• [Problem details]
Return the lines below exactly as they appear, please, starting with the first and ending with the one that contains "pub const HEADERS: [&str;".
--- Excerpted records Enclosed Below ---
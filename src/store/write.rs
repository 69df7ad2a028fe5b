// src/store/write.rs

use chrono::Datelike;
use std::{
    fs::{self, File},
    io::{BufWriter, Write},
    path::{Path, PathBuf},
};
use tracing::{debug, info};

use crate::{error::Result, process::Dataset};

/// Output columns, in order.
pub const HEADERS: [&str; 8] = [
    "Top Ten Entry Date",
    "Single Name",
    "Artist(s)",
    "Peak",
    "Peak Date",
    "Weeks in Top Ten",
    "Ref",
    "Year",
];

/// `billboard_data_YYYY_MM.csv` for the month containing `today`.
pub fn default_filename<D: Datelike>(today: &D) -> String {
    format!(
        "billboard_data_{:04}_{:02}.csv",
        today.year(),
        today.month()
    )
}

/// Write the header and every entry as UTF-8 CSV. Empty fields stand for nulls.
pub fn write_csv<W: Write>(dataset: &Dataset, writer: W) -> Result<()> {
    let mut wtr = csv::WriterBuilder::new()
        .has_headers(false)
        .from_writer(writer);
    wtr.write_record(HEADERS)?;
    for entry in dataset.iter() {
        wtr.serialize(entry)?;
    }
    wtr.flush()?;
    Ok(())
}

/// Save `dataset` under `dir`, creating it if needed.
///
/// Returns the written path, or `None` without touching the filesystem when the
/// dataset is empty. Without an explicit `filename` the name comes from
/// [`default_filename`], so runs in the same month overwrite each other.
pub fn save_dataset<D: Datelike>(
    dataset: &Dataset,
    dir: &Path,
    filename: Option<&str>,
    today: &D,
) -> Result<Option<PathBuf>> {
    if dataset.is_empty() {
        debug!("empty dataset; nothing written");
        return Ok(None);
    }

    fs::create_dir_all(dir)?;
    let name = filename
        .map(str::to_owned)
        .unwrap_or_else(|| default_filename(today));
    let path = dir.join(name);

    let file = File::create(&path)?;
    write_csv(dataset, BufWriter::new(file))?;
    info!(path = %path.display(), rows = dataset.len(), "dataset written");
    Ok(Some(path))
}
use chrono::NaiveDate;

use super::utils::strip_annotations;

/// Month-day shapes seen in listing tables, with the year already appended.
const FORMATS: &[&str] = &["%B %d %Y", "%d %B %Y"];

/// Parse a month-day cell such as `"January 6[1]"` in the given `year`.
///
/// Annotations are stripped and the year is appended before parsing; any text
/// that still does not read as a calendar date yields `None`.
pub fn parse_chart_date(raw: &str, year: i32) -> Option<NaiveDate> {
    let cleaned = strip_annotations(raw);
    if cleaned.is_empty() {
        return None;
    }
    let candidate = format!("{cleaned} {year}");
    FORMATS
        .iter()
        .find_map(|fmt| NaiveDate::parse_from_str(&candidate, fmt).ok())
}

/// Parse a serialized date: `YYYY-MM-DD`, optionally followed by a time of day.
pub fn parse_iso_date(raw: &str) -> Option<NaiveDate> {
    let s = raw.trim();
    let day = s.split(|c: char| c == ' ' || c == 'T').next()?;
    NaiveDate::parse_from_str(day, "%Y-%m-%d").ok()
}
use anyhow::Result;
use billboard_topten::{config::Config, pipeline, store};
use chrono::Local;
use tracing::info;
use tracing_subscriber::{fmt, EnvFilter};

fn main() -> Result<()> {
    // ─── 1) init logging ─────────────────────────────────────────────
    let env = EnvFilter::try_from_default_env().unwrap_or_else(|_| EnvFilter::new("info"));
    fmt::Subscriber::builder().with_env_filter(env).init();
    info!("startup");

    // ─── 2) configuration ────────────────────────────────────────────
    let config = Config::from_env()?;
    info!(index = %config.index_url, out = %config.output_dir.display(), "configured");

    // ─── 3) scrape every listing page ────────────────────────────────
    let dataset = pipeline::scrape(&config)?;

    // ─── 4) persist ──────────────────────────────────────────────────
    let today = Local::now().date_naive();
    match store::save_dataset(
        &dataset,
        &config.output_dir,
        config.output_file.as_deref(),
        &today,
    )? {
        Some(path) => info!("Data saved to {}", path.display()),
        None => info!("No data to save."),
    }

    Ok(())
}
--- End of Enclosed Excerpted records ---
• [Your response]
filename src/store/write.rs
repository 69df7ad2a028fe5b
// src/store/write.rs

use chrono::Datelike;
use std::{
    fs::{self, File},
    io::{BufWriter, Write},
    path::{Path, PathBuf},
};
use tracing::{debug, info};

use crate::{error::Result, process::Dataset};

/// Output columns, in order.
pub const HEADERS: [&str; 8] = [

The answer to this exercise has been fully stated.